//! Hex coordinate math.
//!
//! Cube coordinates stored as (x, z) with the third axis derived
//! (y = -x - z), plus the six edge directions of the grid. Distances
//! optionally account for east-west map wrapping.

use std::fmt;

use serde::{Deserialize, Serialize};

/// Distance from a cell center to any corner, in world units.
pub const OUTER_RADIUS: f32 = 10.0;

/// Distance from a cell center to the midpoint of an edge: outer * sqrt(3)/2.
pub const INNER_RADIUS: f32 = OUTER_RADIUS * 0.866_025_4;

/// The six edge directions of a hex cell, clockwise from north-east.
#[derive(Clone, Copy, Debug, PartialEq, Eq, Hash, Serialize, Deserialize)]
pub enum HexDirection {
    NE,
    E,
    SE,
    SW,
    W,
    NW,
}

impl HexDirection {
    /// All six directions in enumeration order.
    pub fn all() -> [HexDirection; 6] {
        [
            HexDirection::NE,
            HexDirection::E,
            HexDirection::SE,
            HexDirection::SW,
            HexDirection::W,
            HexDirection::NW,
        ]
    }

    pub fn index(self) -> usize {
        self as usize
    }

    pub fn from_index(index: usize) -> HexDirection {
        Self::all()[index % 6]
    }

    pub fn opposite(self) -> HexDirection {
        Self::from_index(self.index() + 3)
    }

    pub fn next(self) -> HexDirection {
        Self::from_index(self.index() + 1)
    }

    pub fn previous(self) -> HexDirection {
        Self::from_index(self.index() + 5)
    }

    pub fn next2(self) -> HexDirection {
        Self::from_index(self.index() + 2)
    }

    pub fn previous2(self) -> HexDirection {
        Self::from_index(self.index() + 4)
    }
}

/// Cube coordinates of one hex cell. Only x and z are stored; the y
/// axis is derived so the x + y + z == 0 invariant always holds.
#[derive(Clone, Copy, Debug, Default, PartialEq, Eq, Hash, Serialize, Deserialize)]
pub struct HexCoordinates {
    pub x: i32,
    pub z: i32,
}

impl HexCoordinates {
    pub fn new(x: i32, z: i32) -> HexCoordinates {
        HexCoordinates { x, z }
    }

    pub fn y(self) -> i32 {
        -self.x - self.z
    }

    /// Convert offset (column, row) grid coordinates, undoing the row
    /// stagger of the rectangular layout.
    pub fn from_offset(x: i32, z: i32) -> HexCoordinates {
        HexCoordinates::new(x - z / 2, z)
    }

    /// The offset column this coordinate occupies.
    pub fn offset_x(self) -> i32 {
        self.x + self.z / 2
    }

    /// Hex distance: half the summed absolute cube deltas.
    pub fn distance_to(self, other: HexCoordinates) -> i32 {
        (self.xy_delta(other) + (self.z - other.z).abs()) / 2
    }

    /// Hex distance on a map that wraps east-west every `wrap_size`
    /// columns. Tries the unshifted position first, then the shifted
    /// copy on whichever side is closer.
    pub fn wrapped_distance_to(self, other: HexCoordinates, wrap_size: i32) -> i32 {
        if wrap_size <= 0 {
            return self.distance_to(other);
        }
        let mut xy = self.xy_delta(other);
        let east = HexCoordinates::new(other.x + wrap_size, other.z);
        let xy_wrapped = self.xy_delta(east);
        if xy_wrapped < xy {
            xy = xy_wrapped;
        } else {
            let west = HexCoordinates::new(other.x - wrap_size, other.z);
            let xy_wrapped = self.xy_delta(west);
            if xy_wrapped < xy {
                xy = xy_wrapped;
            }
        }
        (xy + (self.z - other.z).abs()) / 2
    }

    fn xy_delta(self, other: HexCoordinates) -> i32 {
        (self.x - other.x).abs() + (self.y() - other.y()).abs()
    }

    /// Convert a world-space position to the coordinates of the cell
    /// containing it, rounding cube axes and reconstructing the one
    /// with the largest rounding error.
    pub fn from_position(px: f32, pz: f32) -> HexCoordinates {
        let mut x = px / (INNER_RADIUS * 2.0);
        let mut y = -x;
        let offset = pz / (OUTER_RADIUS * 3.0);
        x -= offset;
        y -= offset;

        let mut ix = x.round() as i32;
        let iy = y.round() as i32;
        let mut iz = (-x - y).round() as i32;

        if ix + iy + iz != 0 {
            let dx = (x - ix as f32).abs();
            let dy = (y - iy as f32).abs();
            let dz = (-x - y - iz as f32).abs();
            if dx > dy && dx > dz {
                ix = -iy - iz;
            } else if dz > dy {
                iz = -ix - iy;
            }
        }

        HexCoordinates::new(ix, iz)
    }
}

/// World-space center of the cell at offset coordinates (x, z).
pub fn cell_center(x: i32, z: i32) -> (f32, f32) {
    let px = (x as f32 + z as f32 * 0.5 - (z / 2) as f32) * (INNER_RADIUS * 2.0);
    let pz = z as f32 * (OUTER_RADIUS * 1.5);
    (px, pz)
}

impl fmt::Display for HexCoordinates {
    fn fmt(&self, f: &mut fmt::Formatter<'_>) -> fmt::Result {
        write!(f, "({}, {}, {})", self.x, self.y(), self.z)
    }
}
____
TO DO
Out of the records above, pull the lines that include the word "space".

OUTPUT FOR THIS EXERCISE
    /// Convert a world-space position to the coordinates of the cell
/// World-space center of the cell at offset coordinates (x, z).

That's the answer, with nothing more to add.